WORK TASK:
Lines from the top of the entries through the line that has "pub fn set_resource(&mut" must be duplicated exactly, and no others.

>>>>

//! OTLP JSON encoding of finished spans.
//!
//! Produces the `resourceSpans → scopeSpans → spans` document accepted by
//! OTLP/HTTP JSON collectors. IDs are lowercase hex, timestamps are decimal
//! nanosecond strings.

use opentelemetry::trace::{Event, Link, SpanId, SpanKind, Status};
use opentelemetry::{Array, KeyValue, Value};
use opentelemetry_sdk::export::trace::SpanData;
use opentelemetry_sdk::resource::Resource;
use serde_json::{json, Value as JsonValue};
use std::time::{SystemTime, UNIX_EPOCH};

#[derive(Debug)]
pub struct OtlpEncoder {
    resource: Resource,
    scope: &'static str,
}

impl OtlpEncoder {
    pub const fn new(resource: Resource, scope: &'static str) -> Self {
        Self { resource, scope }
    }

    pub fn set_resource(&mut self, resource: Resource) {
        self.resource = resource;
    }

    /// One OTLP document for the whole batch.
    pub fn encode_batch(&self, batch: &[SpanData]) -> JsonValue {
        let resource_attrs: Vec<JsonValue> = self
            .resource
            .iter()
            .map(|(key, value)| encode_key_value(key.as_str(), value))
            .collect();

        let spans: Vec<JsonValue> = batch.iter().map(encode_span).collect();

        json!({
            "resourceSpans": [{
                "resource": { "attributes": resource_attrs },
                "scopeSpans": [{
                    "scope": { "name": self.scope, "version": env!("CARGO_PKG_VERSION") },
                    "spans": spans
                }]
            }]
        })
    }
}

fn encode_span(span: &SpanData) -> JsonValue {
    let (status_code, status_message) = encode_status(&span.status);
    let parent_span_id = if span.parent_span_id == SpanId::INVALID {
        String::new()
    } else {
        format!("{:016x}", span.parent_span_id)
    };

    json!({
        "traceId": format!("{:032x}", span.span_context.trace_id()),
        "spanId": format!("{:016x}", span.span_context.span_id()),
        "parentSpanId": parent_span_id,
        "name": span.name,
        "kind": span_kind_code(&span.span_kind),
        "startTimeUnixNano": unix_nanos(span.start_time),
        "endTimeUnixNano": unix_nanos(span.end_time),
        "attributes": encode_attributes(&span.attributes),
        "droppedAttributesCount": span.dropped_attributes_count,
        "events": span.events.iter().map(encode_event).collect::<Vec<_>>(),
        "links": span.links.iter().map(encode_link).collect::<Vec<_>>(),
        "status": { "code": status_code, "message": status_message },
    })
}

const fn span_kind_code(kind: &SpanKind) -> u8 {
    match kind {
        SpanKind::Internal => 1,
        SpanKind::Server => 2,
        SpanKind::Client => 3,
        SpanKind::Producer => 4,
        SpanKind::Consumer => 5,
    }
}

fn encode_attributes(attributes: &[KeyValue]) -> Vec<JsonValue> {
    attributes
        .iter()
        .map(|kv| encode_key_value(kv.key.as_str(), &kv.value))
        .collect()
}

fn encode_key_value(key: &str, value: &Value) -> JsonValue {
    json!({ "key": key, "value": encode_value(value) })
}

/// OTLP `AnyValue`. 64-bit integers are strings, as the JSON mapping requires.
fn encode_value(value: &Value) -> JsonValue {
    match value {
        Value::Bool(b) => json!({ "boolValue": b }),
        Value::I64(i) => json!({ "intValue": i.to_string() }),
        Value::F64(f) => json!({ "doubleValue": f }),
        Value::String(s) => json!({ "stringValue": s.as_str() }),
        Value::Array(array) => {
            let values: Vec<JsonValue> = match array {
                Array::Bool(items) => items.iter().map(|b| json!({ "boolValue": b })).collect(),
                Array::I64(items) => items
                    .iter()
                    .map(|i| json!({ "intValue": i.to_string() }))
                    .collect(),
                Array::F64(items) => items.iter().map(|f| json!({ "doubleValue": f })).collect(),
                Array::String(items) => items
                    .iter()
                    .map(|s| json!({ "stringValue": s.as_str() }))
                    .collect(),
            };
            json!({ "arrayValue": { "values": values } })
        }
    }
}

fn encode_event(event: &Event) -> JsonValue {
    json!({
        "timeUnixNano": unix_nanos(event.timestamp),
        "name": event.name,
        "attributes": encode_attributes(&event.attributes),
    })
}

fn encode_link(link: &Link) -> JsonValue {
    json!({
        "traceId": format!("{:032x}", link.span_context.trace_id()),
        "spanId": format!("{:016x}", link.span_context.span_id()),
        "attributes": encode_attributes(&link.attributes),
    })
}

fn encode_status(status: &Status) -> (u8, String) {
    match status {
        Status::Unset => (0, String::new()),
        Status::Ok => (1, String::new()),
        Status::Error { description } => (2, description.to_string()),
    }
}

/// Nanoseconds since the epoch as a decimal string; pre-epoch times map to 0.
fn unix_nanos(time: SystemTime) -> String {
    time.duration_since(UNIX_EPOCH)
        .map(|d| d.as_nanos())
        .unwrap_or(0)
        .to_string()
}
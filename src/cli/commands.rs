//! Maps stdin lines to hub events.
//!
//! In search mode a plain line replaces the query; prefix a command with `:`
//! to run it instead (`:j`, `:q`). Queries are taken verbatim, so a line of
//! spaces searches for spaces; only an empty line opens the row under the cursor.

use lekutao_hub::app::{AppState, Event, InputMode};

/// Events for one input line, or `None` if the line is not a command.
pub fn map_line(state: &AppState, line: &str) -> Option<Vec<Event>> {
    let line = line.trim_end_matches(['\r', '\n']);

    if state.view.is_list() && state.input_mode == InputMode::Search {
        if line.is_empty() {
            return Some(vec![Event::SelectEntry]);
        }
        if line.trim() == "esc" {
            return Some(vec![Event::ExitSearch]);
        }
        return line.strip_prefix(':').map_or_else(
            || Some(vec![Event::SetQuery(line.to_string())]),
            |command| map_command(state, command),
        );
    }

    if let Some(query) = line.trim_start().strip_prefix('/').filter(|query| !query.is_empty()) {
        return Some(vec![Event::EnterSearch, Event::SetQuery(query.to_string())]);
    }

    map_command(state, line)
}

fn map_command(state: &AppState, line: &str) -> Option<Vec<Event>> {
    let line = line.trim();
    let (command, arg) = line
        .split_once(char::is_whitespace)
        .map_or((line, ""), |(c, a)| (c, a.trim()));
    let page = isize::try_from(state.page_step().max(1)).unwrap_or(1);
    let in_list = state.view.is_list();

    let event = match (command, arg.is_empty()) {
        ("j" | "down", true) if in_list => Event::CursorDown,
        ("k" | "up", true) if in_list => Event::CursorUp,
        ("j" | "down", true) => Event::ScrollBy(1),
        ("k" | "up", true) => Event::ScrollBy(-1),
        ("J" | "pgdn", true) => Event::ScrollBy(page),
        ("K" | "pgup", true) => Event::ScrollBy(-page),
        ("" | "enter", true) => Event::SelectEntry,
        ("/", true) => Event::EnterSearch,
        ("esc", true) => Event::ExitSearch,
        ("b" | "back", true) => Event::GoBack,
        ("y", true) => Event::CopyPageLink,
        ("s", true) => Event::ContactSupport,
        ("o", true) => Event::OpenReference,
        ("q" | "quit", true) => Event::Quit,
        ("a", false) => Event::SelectArticle(arg.to_string()),
        ("p", false) => Event::SelectPlatform(arg.to_string()),
        ("c", false) => Event::CheckDomain(arg.to_string()),
        ("l", false) => Event::OpenLink(arg.to_string()),
        ("store", false) => Event::OpenAppStore(arg.to_string()),
        ("copy", false) => Event::CopyEmail(arg.to_string()),
        ("mail", false) => Event::MailTo(arg.to_string()),
        ("size", false) => {
            let (rows, cols) = arg.split_once(char::is_whitespace)?;
            Event::Resize {
                rows: rows.trim().parse().ok()?,
                cols: cols.trim().parse().ok()?,
            }
        }
        _ => return None,
    };

    Some(vec![event])
}

#[cfg(test)]
mod tests {
    use super::*;
    use lekutao_hub::app::handle_event;
    use lekutao_hub::domain::Catalog;
    use lekutao_hub::ui::Theme;

    fn state() -> AppState {
        AppState::new(Catalog::builtin().unwrap(), Theme::default())
    }

    #[test]
    fn list_keys_move_cursor() {
        let state = state();
        assert_eq!(map_line(&state, "j"), Some(vec![Event::CursorDown]));
        assert_eq!(map_line(&state, "k\n"), Some(vec![Event::CursorUp]));
        assert_eq!(map_line(&state, ""), Some(vec![Event::SelectEntry]));
    }

    #[test]
    fn detail_keys_scroll() {
        let mut state = state();
        handle_event(&mut state, &Event::SelectArticle("售后服务".into()));
        assert_eq!(map_line(&state, "j"), Some(vec![Event::ScrollBy(1)]));
        assert_eq!(map_line(&state, "b"), Some(vec![Event::GoBack]));
    }

    #[test]
    fn commands_with_arguments() {
        let state = state();
        assert_eq!(
            map_line(&state, "c  flypixes.click "),
            Some(vec![Event::CheckDomain("flypixes.click".into())])
        );
        assert_eq!(
            map_line(&state, "p メルカリ"),
            Some(vec![Event::SelectPlatform("メルカリ".into())])
        );
        assert_eq!(
            map_line(&state, "size 40 120"),
            Some(vec![Event::Resize { rows: 40, cols: 120 }])
        );
        assert_eq!(map_line(&state, "size 40"), None);
    }

    #[test]
    fn slash_prefix_starts_search() {
        let state = state();
        assert_eq!(
            map_line(&state, "/退款"),
            Some(vec![Event::EnterSearch, Event::SetQuery("退款".into())])
        );
        assert_eq!(map_line(&state, "/"), Some(vec![Event::EnterSearch]));
        assert_eq!(
            map_line(&state, "/  "),
            Some(vec![Event::EnterSearch, Event::SetQuery("  ".into())])
        );
    }

    #[test]
    fn whitespace_line_in_search_mode_is_a_query() {
        let mut state = state();
        handle_event(&mut state, &Event::EnterSearch);
        assert_eq!(map_line(&state, "  "), Some(vec![Event::SetQuery("  ".into())]));
        assert_eq!(map_line(&state, "\n"), Some(vec![Event::SelectEntry]));
        assert_eq!(map_line(&state, " 运费 "), Some(vec![Event::SetQuery(" 运费 ".into())]));
    }

    #[test]
    fn detail_pages_keep_the_marker_row_when_paging() {
        let mut state = state();
        let list_page = isize::try_from(state.page_rows()).unwrap();
        assert_eq!(map_line(&state, "J"), Some(vec![Event::ScrollBy(list_page)]));

        handle_event(&mut state, &Event::SelectArticle("售后服务".into()));
        assert_eq!(map_line(&state, "J"), Some(vec![Event::ScrollBy(list_page - 1)]));
        assert_eq!(map_line(&state, "K"), Some(vec![Event::ScrollBy(1 - list_page)]));
    }

    #[test]
    fn search_mode_lines_are_queries() {
        let mut state = state();
        handle_event(&mut state, &Event::EnterSearch);
        assert_eq!(map_line(&state, "运费"), Some(vec![Event::SetQuery("运费".into())]));
        assert_eq!(map_line(&state, ":j"), Some(vec![Event::CursorDown]));
        assert_eq!(map_line(&state, "esc"), Some(vec![Event::ExitSearch]));
    }

    #[test]
    fn unknown_line_is_none() {
        assert_eq!(map_line(&state(), "launch rockets"), None);
    }
}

<<<<

RESULT FOR THIS EXERCISE:
//! OTLP JSON encoding of finished spans.
//!
//! Produces the `resourceSpans → scopeSpans → spans` document accepted by
//! OTLP/HTTP JSON collectors. IDs are lowercase hex, timestamps are decimal
//! nanosecond strings.

use opentelemetry::trace::{Event, Link, SpanId, SpanKind, Status};
use opentelemetry::{Array, KeyValue, Value};
use opentelemetry_sdk::export::trace::SpanData;
use opentelemetry_sdk::resource::Resource;
use serde_json::{json, Value as JsonValue};
use std::time::{SystemTime, UNIX_EPOCH};

#[derive(Debug)]
pub struct OtlpEncoder {
    resource: Resource,
    scope: &'static str,
}

impl OtlpEncoder {
    pub const fn new(resource: Resource, scope: &'static str) -> Self {
        Self { resource, scope }
    }

    pub fn set_resource(&mut self, resource: Resource) {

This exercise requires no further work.